AIM OF THE TASK
Among the lines of the records, find all that carry the word "Deserialize" and copy them.

Stored data
....................
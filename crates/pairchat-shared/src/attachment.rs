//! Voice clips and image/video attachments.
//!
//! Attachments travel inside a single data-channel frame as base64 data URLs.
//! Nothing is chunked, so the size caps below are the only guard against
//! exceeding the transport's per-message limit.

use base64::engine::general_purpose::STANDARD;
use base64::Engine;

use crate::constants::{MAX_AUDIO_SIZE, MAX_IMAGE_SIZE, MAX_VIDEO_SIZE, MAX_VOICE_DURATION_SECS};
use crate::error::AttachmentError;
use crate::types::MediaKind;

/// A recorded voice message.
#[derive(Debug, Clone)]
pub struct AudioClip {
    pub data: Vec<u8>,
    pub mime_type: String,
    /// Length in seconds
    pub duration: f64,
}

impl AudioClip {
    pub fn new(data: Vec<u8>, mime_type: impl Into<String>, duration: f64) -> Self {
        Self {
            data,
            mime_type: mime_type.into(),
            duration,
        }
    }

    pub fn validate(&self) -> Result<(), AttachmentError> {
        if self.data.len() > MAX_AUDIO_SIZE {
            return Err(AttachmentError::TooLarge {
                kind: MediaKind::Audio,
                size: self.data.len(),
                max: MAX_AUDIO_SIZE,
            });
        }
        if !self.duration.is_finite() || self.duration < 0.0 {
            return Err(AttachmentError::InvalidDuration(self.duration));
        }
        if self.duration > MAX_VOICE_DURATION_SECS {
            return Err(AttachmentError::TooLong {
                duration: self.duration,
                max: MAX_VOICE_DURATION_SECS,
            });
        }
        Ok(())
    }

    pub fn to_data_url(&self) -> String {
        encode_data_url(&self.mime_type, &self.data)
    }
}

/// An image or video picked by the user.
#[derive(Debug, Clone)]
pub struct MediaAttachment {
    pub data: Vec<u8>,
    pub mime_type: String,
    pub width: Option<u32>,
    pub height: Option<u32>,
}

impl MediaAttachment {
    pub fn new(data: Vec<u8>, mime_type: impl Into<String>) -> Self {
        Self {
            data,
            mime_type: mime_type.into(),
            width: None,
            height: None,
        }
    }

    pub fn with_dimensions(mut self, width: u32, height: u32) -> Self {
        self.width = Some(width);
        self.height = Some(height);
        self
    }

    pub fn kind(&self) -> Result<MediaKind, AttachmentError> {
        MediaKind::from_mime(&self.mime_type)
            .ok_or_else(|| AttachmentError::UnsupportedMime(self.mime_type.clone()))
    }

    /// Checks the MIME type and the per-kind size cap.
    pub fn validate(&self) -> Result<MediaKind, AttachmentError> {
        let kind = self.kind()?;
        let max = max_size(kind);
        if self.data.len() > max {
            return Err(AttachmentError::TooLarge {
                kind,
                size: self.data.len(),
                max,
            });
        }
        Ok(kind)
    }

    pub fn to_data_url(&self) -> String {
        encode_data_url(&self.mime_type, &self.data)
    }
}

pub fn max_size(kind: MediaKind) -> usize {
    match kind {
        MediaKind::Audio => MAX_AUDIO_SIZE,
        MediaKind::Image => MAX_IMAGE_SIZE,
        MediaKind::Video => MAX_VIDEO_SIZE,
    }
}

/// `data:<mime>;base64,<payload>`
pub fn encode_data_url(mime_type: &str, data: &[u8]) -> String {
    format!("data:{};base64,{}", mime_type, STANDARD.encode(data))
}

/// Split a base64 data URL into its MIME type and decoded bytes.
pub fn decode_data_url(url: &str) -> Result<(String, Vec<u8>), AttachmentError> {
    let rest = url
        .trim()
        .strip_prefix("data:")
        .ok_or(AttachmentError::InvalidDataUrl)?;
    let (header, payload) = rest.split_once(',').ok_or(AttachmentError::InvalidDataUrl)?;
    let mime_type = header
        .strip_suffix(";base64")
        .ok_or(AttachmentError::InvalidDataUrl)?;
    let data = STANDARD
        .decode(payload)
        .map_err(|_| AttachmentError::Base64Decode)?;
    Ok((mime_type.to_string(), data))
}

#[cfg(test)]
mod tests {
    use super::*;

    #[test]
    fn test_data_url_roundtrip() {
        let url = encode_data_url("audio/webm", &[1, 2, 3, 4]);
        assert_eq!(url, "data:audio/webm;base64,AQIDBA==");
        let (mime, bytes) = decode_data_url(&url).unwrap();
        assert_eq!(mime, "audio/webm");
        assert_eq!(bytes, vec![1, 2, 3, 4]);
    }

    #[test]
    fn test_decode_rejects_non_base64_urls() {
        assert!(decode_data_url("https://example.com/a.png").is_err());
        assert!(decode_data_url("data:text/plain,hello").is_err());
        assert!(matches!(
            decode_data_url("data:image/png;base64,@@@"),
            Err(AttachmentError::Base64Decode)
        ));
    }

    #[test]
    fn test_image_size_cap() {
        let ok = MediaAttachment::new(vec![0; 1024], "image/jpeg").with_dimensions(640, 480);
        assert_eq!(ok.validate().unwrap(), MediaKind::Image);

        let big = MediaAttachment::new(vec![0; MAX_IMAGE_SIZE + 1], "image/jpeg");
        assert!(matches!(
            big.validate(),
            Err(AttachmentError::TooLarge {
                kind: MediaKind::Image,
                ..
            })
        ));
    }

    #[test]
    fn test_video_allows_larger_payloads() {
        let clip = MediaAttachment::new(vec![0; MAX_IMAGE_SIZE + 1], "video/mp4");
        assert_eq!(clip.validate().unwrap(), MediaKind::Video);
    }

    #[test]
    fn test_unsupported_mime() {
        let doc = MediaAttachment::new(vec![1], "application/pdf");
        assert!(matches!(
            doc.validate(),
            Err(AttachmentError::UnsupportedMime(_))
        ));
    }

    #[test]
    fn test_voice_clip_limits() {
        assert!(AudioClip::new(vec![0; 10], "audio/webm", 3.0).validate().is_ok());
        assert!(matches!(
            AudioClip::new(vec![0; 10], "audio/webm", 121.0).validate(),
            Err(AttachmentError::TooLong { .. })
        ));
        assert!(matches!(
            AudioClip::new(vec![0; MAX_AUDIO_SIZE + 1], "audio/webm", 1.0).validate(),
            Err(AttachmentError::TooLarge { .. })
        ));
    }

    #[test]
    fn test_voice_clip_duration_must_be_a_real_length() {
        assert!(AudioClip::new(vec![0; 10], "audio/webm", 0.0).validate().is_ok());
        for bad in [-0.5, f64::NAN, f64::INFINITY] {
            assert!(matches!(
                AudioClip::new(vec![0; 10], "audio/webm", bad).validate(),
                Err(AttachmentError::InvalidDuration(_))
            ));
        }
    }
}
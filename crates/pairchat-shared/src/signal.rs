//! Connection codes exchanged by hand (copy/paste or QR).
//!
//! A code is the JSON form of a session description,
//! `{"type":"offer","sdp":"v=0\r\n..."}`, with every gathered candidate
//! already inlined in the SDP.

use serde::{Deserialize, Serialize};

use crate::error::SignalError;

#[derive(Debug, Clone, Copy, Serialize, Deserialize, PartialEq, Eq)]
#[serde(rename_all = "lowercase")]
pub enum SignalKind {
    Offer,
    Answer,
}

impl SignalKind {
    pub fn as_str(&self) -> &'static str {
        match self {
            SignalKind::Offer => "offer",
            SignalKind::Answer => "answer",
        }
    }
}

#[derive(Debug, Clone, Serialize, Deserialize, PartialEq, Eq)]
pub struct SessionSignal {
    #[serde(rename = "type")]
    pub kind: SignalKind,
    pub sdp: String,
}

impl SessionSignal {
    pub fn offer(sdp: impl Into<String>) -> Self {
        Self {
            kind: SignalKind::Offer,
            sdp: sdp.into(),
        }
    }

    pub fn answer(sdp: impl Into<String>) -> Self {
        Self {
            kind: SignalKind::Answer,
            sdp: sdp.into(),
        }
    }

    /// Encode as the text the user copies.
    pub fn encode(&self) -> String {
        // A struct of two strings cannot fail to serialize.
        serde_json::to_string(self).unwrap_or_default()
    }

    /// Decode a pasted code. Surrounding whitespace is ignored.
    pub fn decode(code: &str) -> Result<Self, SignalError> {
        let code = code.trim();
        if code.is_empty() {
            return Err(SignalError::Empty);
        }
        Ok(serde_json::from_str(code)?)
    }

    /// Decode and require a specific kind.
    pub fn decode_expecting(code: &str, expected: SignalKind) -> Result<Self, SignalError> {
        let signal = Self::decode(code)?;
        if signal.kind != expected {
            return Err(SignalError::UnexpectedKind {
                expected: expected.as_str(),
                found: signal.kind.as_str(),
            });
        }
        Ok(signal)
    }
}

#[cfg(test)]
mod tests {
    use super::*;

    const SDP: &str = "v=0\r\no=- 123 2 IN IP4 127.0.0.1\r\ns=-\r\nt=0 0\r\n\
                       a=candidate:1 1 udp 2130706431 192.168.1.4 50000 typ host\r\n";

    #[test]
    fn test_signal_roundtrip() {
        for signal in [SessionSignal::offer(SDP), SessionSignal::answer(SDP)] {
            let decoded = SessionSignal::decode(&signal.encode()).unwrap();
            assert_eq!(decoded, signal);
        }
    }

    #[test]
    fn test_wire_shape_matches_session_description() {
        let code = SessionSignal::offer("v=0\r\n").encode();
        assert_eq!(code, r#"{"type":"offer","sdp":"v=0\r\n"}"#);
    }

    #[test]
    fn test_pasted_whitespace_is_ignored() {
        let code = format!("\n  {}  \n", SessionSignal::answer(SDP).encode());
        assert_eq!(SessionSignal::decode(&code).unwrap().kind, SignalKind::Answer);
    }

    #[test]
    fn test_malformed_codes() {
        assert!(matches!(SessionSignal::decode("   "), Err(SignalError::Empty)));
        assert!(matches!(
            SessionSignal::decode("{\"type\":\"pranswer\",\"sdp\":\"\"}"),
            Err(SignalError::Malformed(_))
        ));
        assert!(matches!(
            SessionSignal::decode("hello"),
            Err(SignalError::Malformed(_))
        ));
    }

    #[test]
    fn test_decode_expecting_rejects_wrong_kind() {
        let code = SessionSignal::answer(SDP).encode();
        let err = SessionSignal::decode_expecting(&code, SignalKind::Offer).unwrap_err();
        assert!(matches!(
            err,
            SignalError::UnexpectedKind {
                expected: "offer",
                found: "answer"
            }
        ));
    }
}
....................
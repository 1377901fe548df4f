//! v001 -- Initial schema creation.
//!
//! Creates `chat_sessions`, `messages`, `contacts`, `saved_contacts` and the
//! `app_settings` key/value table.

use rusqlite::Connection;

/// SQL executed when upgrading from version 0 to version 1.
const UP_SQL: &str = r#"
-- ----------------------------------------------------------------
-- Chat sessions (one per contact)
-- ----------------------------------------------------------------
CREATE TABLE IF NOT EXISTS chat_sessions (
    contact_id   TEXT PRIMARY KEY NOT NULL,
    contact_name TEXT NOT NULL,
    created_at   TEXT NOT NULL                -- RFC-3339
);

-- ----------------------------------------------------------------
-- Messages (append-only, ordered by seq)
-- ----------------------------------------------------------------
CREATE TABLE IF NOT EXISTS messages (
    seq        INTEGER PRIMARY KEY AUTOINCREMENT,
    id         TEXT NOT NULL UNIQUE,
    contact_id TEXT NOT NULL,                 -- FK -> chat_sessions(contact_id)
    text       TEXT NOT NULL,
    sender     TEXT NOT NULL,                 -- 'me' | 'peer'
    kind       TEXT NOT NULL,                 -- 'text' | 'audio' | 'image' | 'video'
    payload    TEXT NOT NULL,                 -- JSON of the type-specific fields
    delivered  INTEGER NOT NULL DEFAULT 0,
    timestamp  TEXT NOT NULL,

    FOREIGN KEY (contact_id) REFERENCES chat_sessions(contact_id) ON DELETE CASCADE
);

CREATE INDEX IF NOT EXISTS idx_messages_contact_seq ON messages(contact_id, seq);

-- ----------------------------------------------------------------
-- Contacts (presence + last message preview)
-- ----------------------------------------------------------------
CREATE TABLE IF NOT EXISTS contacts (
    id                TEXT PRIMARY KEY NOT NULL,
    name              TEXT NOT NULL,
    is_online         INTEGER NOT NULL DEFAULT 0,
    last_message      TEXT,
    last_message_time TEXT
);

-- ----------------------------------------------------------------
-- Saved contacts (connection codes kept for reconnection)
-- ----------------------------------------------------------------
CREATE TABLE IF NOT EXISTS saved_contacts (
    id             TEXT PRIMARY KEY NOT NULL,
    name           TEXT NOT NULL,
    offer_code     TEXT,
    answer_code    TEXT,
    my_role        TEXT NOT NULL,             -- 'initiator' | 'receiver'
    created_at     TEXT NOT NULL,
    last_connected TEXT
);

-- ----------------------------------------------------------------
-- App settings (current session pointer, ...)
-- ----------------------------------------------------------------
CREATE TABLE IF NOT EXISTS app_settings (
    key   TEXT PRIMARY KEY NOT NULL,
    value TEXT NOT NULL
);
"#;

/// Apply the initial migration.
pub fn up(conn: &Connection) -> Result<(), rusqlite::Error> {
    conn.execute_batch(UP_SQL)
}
....................
TASK RESULT
use serde::{Deserialize, Serialize};
#[derive(Debug, Clone, Copy, Serialize, Deserialize, PartialEq, Eq)]
#[derive(Debug, Clone, Serialize, Deserialize, PartialEq, Eq)]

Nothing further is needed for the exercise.